YOUR OBJECTIVE:
Please copy, exactly as they appear below, the lines from the one containing "if self.min_num_pos_blocks_audited >" through the one containing "pub fn pow_limit(&self)".

RECORDS SHOWN:
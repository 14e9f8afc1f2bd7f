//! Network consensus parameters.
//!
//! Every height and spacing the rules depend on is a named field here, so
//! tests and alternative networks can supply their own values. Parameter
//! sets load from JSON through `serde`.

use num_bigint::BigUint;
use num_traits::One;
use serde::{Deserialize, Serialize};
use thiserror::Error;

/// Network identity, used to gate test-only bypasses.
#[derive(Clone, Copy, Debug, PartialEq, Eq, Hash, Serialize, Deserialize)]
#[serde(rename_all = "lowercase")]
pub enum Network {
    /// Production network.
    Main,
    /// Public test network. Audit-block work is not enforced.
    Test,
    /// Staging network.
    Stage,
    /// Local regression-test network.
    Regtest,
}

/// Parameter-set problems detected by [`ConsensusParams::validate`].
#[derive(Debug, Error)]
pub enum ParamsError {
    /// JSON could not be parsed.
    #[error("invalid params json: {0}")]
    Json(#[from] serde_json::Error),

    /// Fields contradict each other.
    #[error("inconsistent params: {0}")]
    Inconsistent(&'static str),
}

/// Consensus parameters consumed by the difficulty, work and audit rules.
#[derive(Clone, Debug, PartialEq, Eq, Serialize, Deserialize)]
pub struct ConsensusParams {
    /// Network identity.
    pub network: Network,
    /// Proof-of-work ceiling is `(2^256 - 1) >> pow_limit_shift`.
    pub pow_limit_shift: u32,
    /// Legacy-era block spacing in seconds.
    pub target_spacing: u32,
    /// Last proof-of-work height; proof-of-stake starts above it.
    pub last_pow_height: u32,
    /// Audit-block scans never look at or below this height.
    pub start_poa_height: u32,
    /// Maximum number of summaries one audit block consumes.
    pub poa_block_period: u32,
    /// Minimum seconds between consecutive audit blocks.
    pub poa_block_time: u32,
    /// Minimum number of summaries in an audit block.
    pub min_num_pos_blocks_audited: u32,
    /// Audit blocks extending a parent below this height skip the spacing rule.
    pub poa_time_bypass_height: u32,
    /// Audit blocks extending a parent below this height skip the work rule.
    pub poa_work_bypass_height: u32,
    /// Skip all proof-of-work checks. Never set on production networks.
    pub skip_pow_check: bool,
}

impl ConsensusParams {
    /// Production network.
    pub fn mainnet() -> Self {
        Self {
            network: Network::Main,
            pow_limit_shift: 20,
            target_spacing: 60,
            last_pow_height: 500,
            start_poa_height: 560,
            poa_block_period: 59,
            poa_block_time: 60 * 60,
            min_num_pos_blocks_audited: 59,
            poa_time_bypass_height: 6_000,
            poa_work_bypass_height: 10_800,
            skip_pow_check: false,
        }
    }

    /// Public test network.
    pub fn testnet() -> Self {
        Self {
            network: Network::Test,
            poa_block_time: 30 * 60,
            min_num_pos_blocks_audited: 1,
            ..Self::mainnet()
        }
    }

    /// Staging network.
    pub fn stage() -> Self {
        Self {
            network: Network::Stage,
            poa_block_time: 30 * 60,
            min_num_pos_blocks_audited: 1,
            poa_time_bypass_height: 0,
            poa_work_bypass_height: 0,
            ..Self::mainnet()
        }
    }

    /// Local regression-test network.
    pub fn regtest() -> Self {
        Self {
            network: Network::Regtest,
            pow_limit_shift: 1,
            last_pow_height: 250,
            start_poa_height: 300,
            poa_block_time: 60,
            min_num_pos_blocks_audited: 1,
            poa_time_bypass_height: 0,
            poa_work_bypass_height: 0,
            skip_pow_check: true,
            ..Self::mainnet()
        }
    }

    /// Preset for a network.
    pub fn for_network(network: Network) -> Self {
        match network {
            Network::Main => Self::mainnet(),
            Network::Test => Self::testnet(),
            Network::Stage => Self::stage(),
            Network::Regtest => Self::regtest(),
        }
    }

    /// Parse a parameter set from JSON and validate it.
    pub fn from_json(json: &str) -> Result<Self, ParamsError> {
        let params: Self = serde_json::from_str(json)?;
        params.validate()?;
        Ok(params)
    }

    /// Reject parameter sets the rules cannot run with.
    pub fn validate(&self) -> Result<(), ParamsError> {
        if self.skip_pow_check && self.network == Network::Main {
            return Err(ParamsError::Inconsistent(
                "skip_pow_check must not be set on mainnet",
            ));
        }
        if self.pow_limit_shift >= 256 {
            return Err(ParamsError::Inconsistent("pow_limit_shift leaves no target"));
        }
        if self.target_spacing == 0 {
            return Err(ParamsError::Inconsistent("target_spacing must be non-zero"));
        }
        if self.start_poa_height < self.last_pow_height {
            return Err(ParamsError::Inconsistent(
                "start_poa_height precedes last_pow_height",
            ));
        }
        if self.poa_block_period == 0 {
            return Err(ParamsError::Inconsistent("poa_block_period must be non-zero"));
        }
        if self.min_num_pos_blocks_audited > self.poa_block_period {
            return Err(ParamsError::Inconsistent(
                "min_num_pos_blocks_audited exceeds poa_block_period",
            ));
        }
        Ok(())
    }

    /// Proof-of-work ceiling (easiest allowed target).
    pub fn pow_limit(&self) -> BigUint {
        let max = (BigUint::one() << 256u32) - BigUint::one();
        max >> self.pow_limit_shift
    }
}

ANSWER FOR THE TASK:
        if self.min_num_pos_blocks_audited > self.poa_block_period {
            return Err(ParamsError::Inconsistent(
                "min_num_pos_blocks_audited exceeds poa_block_period",
            ));
        }
        Ok(())
    }

    /// Proof-of-work ceiling (easiest allowed target).
    pub fn pow_limit(&self) -> BigUint {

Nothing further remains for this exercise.